Saved data entries:
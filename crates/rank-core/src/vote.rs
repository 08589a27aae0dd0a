//! Vote state machine.
//!
//! Each (voter, rating) pair is in one of three states. Voting the current
//! direction again cancels the vote; voting the opposite direction flips it.
//!
//! | From      | Action | To        | upvotes | downvotes | net |
//! |-----------|--------|-----------|---------|-----------|-----|
//! | NoVote    | +1     | UpVoted   | +1      |           | +1  |
//! | NoVote    | -1     | DownVoted |         | +1        | -1  |
//! | UpVoted   | +1     | NoVote    | -1      |           | -1  |
//! | DownVoted | -1     | NoVote    |         | -1        | +1  |
//! | UpVoted   | -1     | DownVoted | -1      | +1        | -2  |
//! | DownVoted | +1     | UpVoted   | +1      | -1        | +2  |

use std::fmt;

use serde::{Deserialize, Serialize};

use crate::CoreError;

/// Direction of a vote.
#[derive(Debug, Clone, Copy, PartialEq, Eq, Hash, Serialize, Deserialize)]
#[serde(try_from = "i8", into = "i8")]
pub enum VoteDirection {
    /// Approval (+1).
    Up,
    /// Disapproval (-1).
    Down,
}

impl VoteDirection {
    /// Signed value of the direction.
    #[must_use]
    pub const fn sign(self) -> i32 {
        match self {
            Self::Up => 1,
            Self::Down => -1,
        }
    }

    /// The other direction.
    #[must_use]
    pub const fn opposite(self) -> Self {
        match self {
            Self::Up => Self::Down,
            Self::Down => Self::Up,
        }
    }

    /// Parse a signed wire value.
    ///
    /// # Errors
    ///
    /// Returns [`CoreError::InvalidDirection`] for anything but 1 and -1.
    pub const fn from_sign(value: i64) -> Result<Self, CoreError> {
        match value {
            1 => Ok(Self::Up),
            -1 => Ok(Self::Down),
            other => Err(CoreError::InvalidDirection(other)),
        }
    }
}

impl TryFrom<i8> for VoteDirection {
    type Error = CoreError;

    fn try_from(value: i8) -> Result<Self, Self::Error> {
        Self::from_sign(i64::from(value))
    }
}

impl From<VoteDirection> for i8 {
    fn from(direction: VoteDirection) -> Self {
        direction.sign() as i8
    }
}

impl fmt::Display for VoteDirection {
    fn fmt(&self, f: &mut fmt::Formatter<'_>) -> fmt::Result {
        match self {
            Self::Up => write!(f, "up"),
            Self::Down => write!(f, "down"),
        }
    }
}

/// Vote state of one (voter, rating) pair.
#[derive(Debug, Clone, Copy, PartialEq, Eq, Hash, Default, Serialize, Deserialize)]
#[serde(rename_all = "snake_case")]
pub enum VoteState {
    /// No vote recorded.
    #[default]
    NoVote,
    /// Upvote recorded.
    UpVoted,
    /// Downvote recorded.
    DownVoted,
}

impl From<Option<VoteDirection>> for VoteState {
    fn from(direction: Option<VoteDirection>) -> Self {
        match direction {
            None => Self::NoVote,
            Some(VoteDirection::Up) => Self::UpVoted,
            Some(VoteDirection::Down) => Self::DownVoted,
        }
    }
}

impl VoteState {
    /// Direction of the recorded vote, if any.
    #[must_use]
    pub const fn direction(self) -> Option<VoteDirection> {
        match self {
            Self::NoVote => None,
            Self::UpVoted => Some(VoteDirection::Up),
            Self::DownVoted => Some(VoteDirection::Down),
        }
    }

    /// Resolve a vote action against this state.
    #[must_use]
    pub fn resolve(self, action: VoteDirection) -> VoteOutcome {
        let (transition, next) = match self.direction() {
            None => (VoteTransition::Cast(action), VoteState::from(Some(action))),
            Some(current) if current == action => (VoteTransition::Cancel(action), VoteState::NoVote),
            Some(current) => (
                VoteTransition::Flip {
                    from: current,
                    to: action,
                },
                VoteState::from(Some(action)),
            ),
        };

        let (upvote_delta, downvote_delta) = match transition {
            VoteTransition::Cast(VoteDirection::Up) => (1, 0),
            VoteTransition::Cast(VoteDirection::Down) => (0, 1),
            VoteTransition::Cancel(VoteDirection::Up) => (-1, 0),
            VoteTransition::Cancel(VoteDirection::Down) => (0, -1),
            VoteTransition::Flip { to: VoteDirection::Up, .. } => (1, -1),
            VoteTransition::Flip { to: VoteDirection::Down, .. } => (-1, 1),
        };

        VoteOutcome {
            previous: self,
            next,
            transition,
            upvote_delta,
            downvote_delta,
            net_delta: upvote_delta - downvote_delta,
        }
    }
}

/// Kind of transition a vote action produced.
#[derive(Debug, Clone, Copy, PartialEq, Eq, Serialize, Deserialize)]
#[serde(rename_all = "snake_case")]
pub enum VoteTransition {
    /// First vote on the rating.
    Cast(VoteDirection),
    /// Same direction again, the vote is withdrawn.
    Cancel(VoteDirection),
    /// Opposite direction, the vote is replaced.
    Flip {
        /// Previous direction.
        from: VoteDirection,
        /// New direction.
        to: VoteDirection,
    },
}

/// Result of resolving a vote action.
#[derive(Debug, Clone, Copy, PartialEq, Eq, Serialize, Deserialize)]
pub struct VoteOutcome {
    /// State before the action.
    pub previous: VoteState,
    /// State after the action.
    pub next: VoteState,
    /// Transition taken.
    pub transition: VoteTransition,
    /// Change to the upvote counter.
    pub upvote_delta: i32,
    /// Change to the downvote counter.
    pub downvote_delta: i32,
    /// Signed change in net approval, consumed by trust updates.
    pub net_delta: i32,
}

/// Upvote and downvote counters of a rating.
#[derive(Debug, Clone, Copy, PartialEq, Eq, Hash, Default, Serialize, Deserialize)]
pub struct VoteCounters {
    /// Upvotes received.
    pub upvotes: u32,
    /// Downvotes received.
    pub downvotes: u32,
}

impl VoteCounters {
    /// Create counters with explicit values.
    #[must_use]
    pub const fn new(upvotes: u32, downvotes: u32) -> Self {
        Self { upvotes, downvotes }
    }

    /// Upvotes minus downvotes, floored at zero.
    #[must_use]
    pub const fn net_approval(&self) -> u32 {
        self.upvotes.saturating_sub(self.downvotes)
    }

    /// Apply a resolved outcome.
    ///
    /// # Errors
    ///
    /// Returns [`CoreError::CounterUnderflow`] if a counter would go below zero,
    /// which means the stored vote and the counters disagree.
    pub fn apply(&self, outcome: &VoteOutcome) -> Result<Self, CoreError> {
        Ok(Self {
            upvotes: shift(self.upvotes, outcome.upvote_delta, "upvote")?,
            downvotes: shift(self.downvotes, outcome.downvote_delta, "downvote")?,
        })
    }
}

fn shift(value: u32, delta: i32, counter: &'static str) -> Result<u32, CoreError> {
    value
        .checked_add_signed(delta)
        .ok_or(CoreError::CounterUnderflow { counter })
}

#[cfg(test)]
mod tests {
    use super::*;
    use proptest::prelude::*;
    use test_case::test_case;

    use VoteDirection::{Down, Up};
    use VoteState::{DownVoted, NoVote, UpVoted};

    #[test_case(NoVote, Up, UpVoted, 1, 0, 1 ; "cast up")]
    #[test_case(NoVote, Down, DownVoted, 0, 1, -1 ; "cast down")]
    #[test_case(UpVoted, Up, NoVote, -1, 0, -1 ; "cancel up")]
    #[test_case(DownVoted, Down, NoVote, 0, -1, 1 ; "cancel down")]
    #[test_case(UpVoted, Down, DownVoted, -1, 1, -2 ; "flip to down")]
    #[test_case(DownVoted, Up, UpVoted, 1, -1, 2 ; "flip to up")]
    fn transition_table(from: VoteState, action: VoteDirection, to: VoteState, up: i32, down: i32, net: i32) {
        let outcome = from.resolve(action);
        assert_eq!(outcome.previous, from);
        assert_eq!(outcome.next, to);
        assert_eq!(outcome.upvote_delta, up);
        assert_eq!(outcome.downvote_delta, down);
        assert_eq!(outcome.net_delta, net);
    }

    #[test]
    fn direction_parsing() {
        assert_eq!(VoteDirection::try_from(1i8), Ok(Up));
        assert_eq!(VoteDirection::try_from(-1i8), Ok(Down));
        assert_eq!(VoteDirection::try_from(0i8), Err(CoreError::InvalidDirection(0)));
        assert_eq!(VoteDirection::from_sign(2), Err(CoreError::InvalidDirection(2)));
    }

    #[test]
    fn underflow_is_reported() {
        let outcome = UpVoted.resolve(Up);
        let err = VoteCounters::default().apply(&outcome).unwrap_err();
        assert_eq!(err, CoreError::CounterUnderflow { counter: "upvote" });
    }

    #[test]
    fn net_approval_is_floored() {
        assert_eq!(VoteCounters::new(2, 5).net_approval(), 0);
        assert_eq!(VoteCounters::new(5, 2).net_approval(), 3);
    }

    #[test]
    fn direction_serializes_as_sign() {
        assert_eq!(serde_json::to_string(&Down).expect("serialize"), "-1");
        assert!(serde_json::from_str::<VoteDirection>("3").is_err());
    }

    fn any_state() -> impl Strategy<Value = VoteState> {
        prop_oneof![Just(NoVote), Just(UpVoted), Just(DownVoted)]
    }

    fn any_direction() -> impl Strategy<Value = VoteDirection> {
        prop_oneof![Just(Up), Just(Down)]
    }

    proptest! {
        #[test]
        fn cast_then_cancel_is_identity(dir in any_direction(), up in 0u32..1000, down in 0u32..1000) {
            let counters = VoteCounters::new(up, down);
            let first = NoVote.resolve(dir);
            let mid = counters.apply(&first).expect("cast");
            let second = first.next.resolve(dir);
            let end = mid.apply(&second).expect("cancel");
            prop_assert_eq!(second.next, NoVote);
            prop_assert_eq!(end, counters);
            prop_assert_eq!(first.net_delta + second.net_delta, 0);
        }

        #[test]
        fn flips_move_both_counters(dir in any_direction(), up in 1u32..1000, down in 1u32..1000) {
            let from = VoteState::from(Some(dir));
            let outcome = from.resolve(dir.opposite());
            let before = VoteCounters::new(up, down);
            let after = before.apply(&outcome).expect("flip");
            prop_assert_eq!(outcome.net_delta.abs(), 2);
            prop_assert_eq!(
                i64::from(after.upvotes) + i64::from(after.downvotes),
                i64::from(up) + i64::from(down)
            );
        }

        #[test]
        fn net_delta_matches_counter_deltas(state in any_state(), dir in any_direction()) {
            let outcome = state.resolve(dir);
            prop_assert_eq!(outcome.net_delta, outcome.upvote_delta - outcome.downvote_delta);
            prop_assert!(outcome.net_delta.abs() <= 2);
        }
    }
}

→ **Exercise goal**:
The line above containing "use test_case::test_case;", the line containing "#[test_case(NoVote, Down, DownVoted, 0, 1, -1", and every line between them are to be transcribed exactly; no other line is wanted.

→ **Worked solution**:
    use test_case::test_case;

    use VoteDirection::{Down, Up};
    use VoteState::{DownVoted, NoVote, UpVoted};

    #[test_case(NoVote, Up, UpVoted, 1, 0, 1 ; "cast up")]
    #[test_case(NoVote, Down, DownVoted, 0, 1, -1 ; "cast down")]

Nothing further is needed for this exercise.